(EXERCISE DATA)
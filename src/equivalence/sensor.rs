use super::check::{Check, CheckResult, check_multiple};
use super::view::{ResponseView, StageView};
use super::{EquivalenceResult, StageAlignment};
use crate::error::RespResult;
use crate::resp::{Blockette, GAIN, POLES_ZEROS, find_blockette};

const SENSOR_STAGE: i64 = 1;

fn column(blockette: &Blockette, field: &str, row: usize, col: usize) -> Option<f64> {
    blockette.rows(field).get(row).and_then(|r| r.column(col))
}

/// Stage poles and zeros against blockette 053
pub(super) fn poles_zeros_against_blockette(stage: &StageView, b53: &Blockette) -> CheckResult {
    let Some(pz) = &stage.poles_zeros else {
        return CheckResult::mismatch(format!(
            "no PolesZeros in stage {} to match blockette {}",
            stage.number,
            b53.kind()
        ));
    };

    let result = check_multiple([
        Check::float("A0 norm factor", pz.normalization_factor, b53.number("07")),
        Check::int("num zeros", Some(pz.zeros.len() as i64), b53.integer("09")),
        Check::int("num poles", Some(pz.poles.len() as i64), b53.integer("14")),
    ]);
    if !result.matched {
        return result;
    }

    let zeros = pz.zeros.iter().enumerate().flat_map(|(i, z)| {
        [
            Check::float(format!("{} zero real", i), z.real, column(b53, "10-13", i, 1)),
            Check::float(format!("{} zero imag", i), z.imaginary, column(b53, "10-13", i, 2)),
        ]
    });
    let poles = pz.poles.iter().enumerate().flat_map(|(i, p)| {
        [
            Check::float(format!("{} pole real", i), p.real, column(b53, "15-18", i, 1)),
            Check::float(format!("{} pole imag", i), p.imaginary, column(b53, "15-18", i, 2)),
        ]
    });
    check_multiple(zeros.chain(poles))
}

/// Stage gain against blockette 058; the frequency field carries a unit
pub(super) fn gain_against_blockette(stage: &StageView, b58: &Blockette) -> CheckResult {
    let Some(gain) = &stage.gain else {
        return CheckResult::mismatch(format!(
            "no StageGain in stage {} to match blockette {}",
            stage.number,
            b58.kind()
        ));
    };
    check_multiple([
        Check::float("Gain Value", gain.value, b58.number("04")),
        Check::float("Gain Frequency", gain.frequency, b58.leading_number("05")),
    ])
}

/// Compare stage 1 of a response with the sensor stage of a library file.
///
/// The alignment is always stage 1 on both sides.
pub fn are_similar_sensor(
    response: &ResponseView,
    library: &[Blockette],
) -> RespResult<EquivalenceResult> {
    let Some(stage) = response.stage(SENSOR_STAGE) else {
        return Ok(EquivalenceResult::mismatch("no Stage in staxml"));
    };
    let alignment = Some(StageAlignment {
        document_stage: SENSOR_STAGE,
        library_stage: SENSOR_STAGE,
        library_last_stage: None,
    });

    let result = match find_blockette(library, SENSOR_STAGE, POLES_ZEROS)? {
        Some(b53) => poles_zeros_against_blockette(stage, b53),
        None => CheckResult::mismatch("blockette53 not found"),
    };
    if !result.matched {
        return Ok(EquivalenceResult::new(result, alignment));
    }

    let result = match find_blockette(library, SENSOR_STAGE, GAIN)? {
        Some(b58) => gain_against_blockette(stage, b58),
        None => CheckResult::mismatch("blockette58 not found"),
    };
    Ok(EquivalenceResult::new(result, alignment))
}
(End EXERCISE DATA)
Repeat the data exactly as it was given above.

filename src/equivalence/sensor.rs
use super::check::{Check, CheckResult, check_multiple};
use super::view::{ResponseView, StageView};
use super::{EquivalenceResult, StageAlignment};
use crate::error::RespResult;
use crate::resp::{Blockette, GAIN, POLES_ZEROS, find_blockette};

const SENSOR_STAGE: i64 = 1;

fn column(blockette: &Blockette, field: &str, row: usize, col: usize) -> Option<f64> {
    blockette.rows(field).get(row).and_then(|r| r.column(col))
}

/// Stage poles and zeros against blockette 053
pub(super) fn poles_zeros_against_blockette(stage: &StageView, b53: &Blockette) -> CheckResult {
    let Some(pz) = &stage.poles_zeros else {
        return CheckResult::mismatch(format!(
            "no PolesZeros in stage {} to match blockette {}",
            stage.number,
            b53.kind()
        ));
    };

    let result = check_multiple([
        Check::float("A0 norm factor", pz.normalization_factor, b53.number("07")),
        Check::int("num zeros", Some(pz.zeros.len() as i64), b53.integer("09")),
        Check::int("num poles", Some(pz.poles.len() as i64), b53.integer("14")),
    ]);
    if !result.matched {
        return result;
    }

    let zeros = pz.zeros.iter().enumerate().flat_map(|(i, z)| {
        [
            Check::float(format!("{} zero real", i), z.real, column(b53, "10-13", i, 1)),
            Check::float(format!("{} zero imag", i), z.imaginary, column(b53, "10-13", i, 2)),
        ]
    });
    let poles = pz.poles.iter().enumerate().flat_map(|(i, p)| {
        [
            Check::float(format!("{} pole real", i), p.real, column(b53, "15-18", i, 1)),
            Check::float(format!("{} pole imag", i), p.imaginary, column(b53, "15-18", i, 2)),
        ]
    });
    check_multiple(zeros.chain(poles))
}

/// Stage gain against blockette 058; the frequency field carries a unit
pub(super) fn gain_against_blockette(stage: &StageView, b58: &Blockette) -> CheckResult {
    let Some(gain) = &stage.gain else {
        return CheckResult::mismatch(format!(
            "no StageGain in stage {} to match blockette {}",
            stage.number,
            b58.kind()
        ));
    };
    check_multiple([
        Check::float("Gain Value", gain.value, b58.number("04")),
        Check::float("Gain Frequency", gain.frequency, b58.leading_number("05")),
    ])
}

/// Compare stage 1 of a response with the sensor stage of a library file.
///
/// The alignment is always stage 1 on both sides.
pub fn are_similar_sensor(
    response: &ResponseView,
    library: &[Blockette],
) -> RespResult<EquivalenceResult> {
    let Some(stage) = response.stage(SENSOR_STAGE) else {
        return Ok(EquivalenceResult::mismatch("no Stage in staxml"));
    };
    let alignment = Some(StageAlignment {
        document_stage: SENSOR_STAGE,
        library_stage: SENSOR_STAGE,
        library_last_stage: None,
    });

    let result = match find_blockette(library, SENSOR_STAGE, POLES_ZEROS)? {
        Some(b53) => poles_zeros_against_blockette(stage, b53),
        None => CheckResult::mismatch("blockette53 not found"),
    };
    if !result.matched {
        return Ok(EquivalenceResult::new(result, alignment));
    }

    let result = match find_blockette(library, SENSOR_STAGE, GAIN)? {
        Some(b58) => gain_against_blockette(stage, b58),
        None => CheckResult::mismatch("blockette58 not found"),
    };
    Ok(EquivalenceResult::new(result, alignment))
}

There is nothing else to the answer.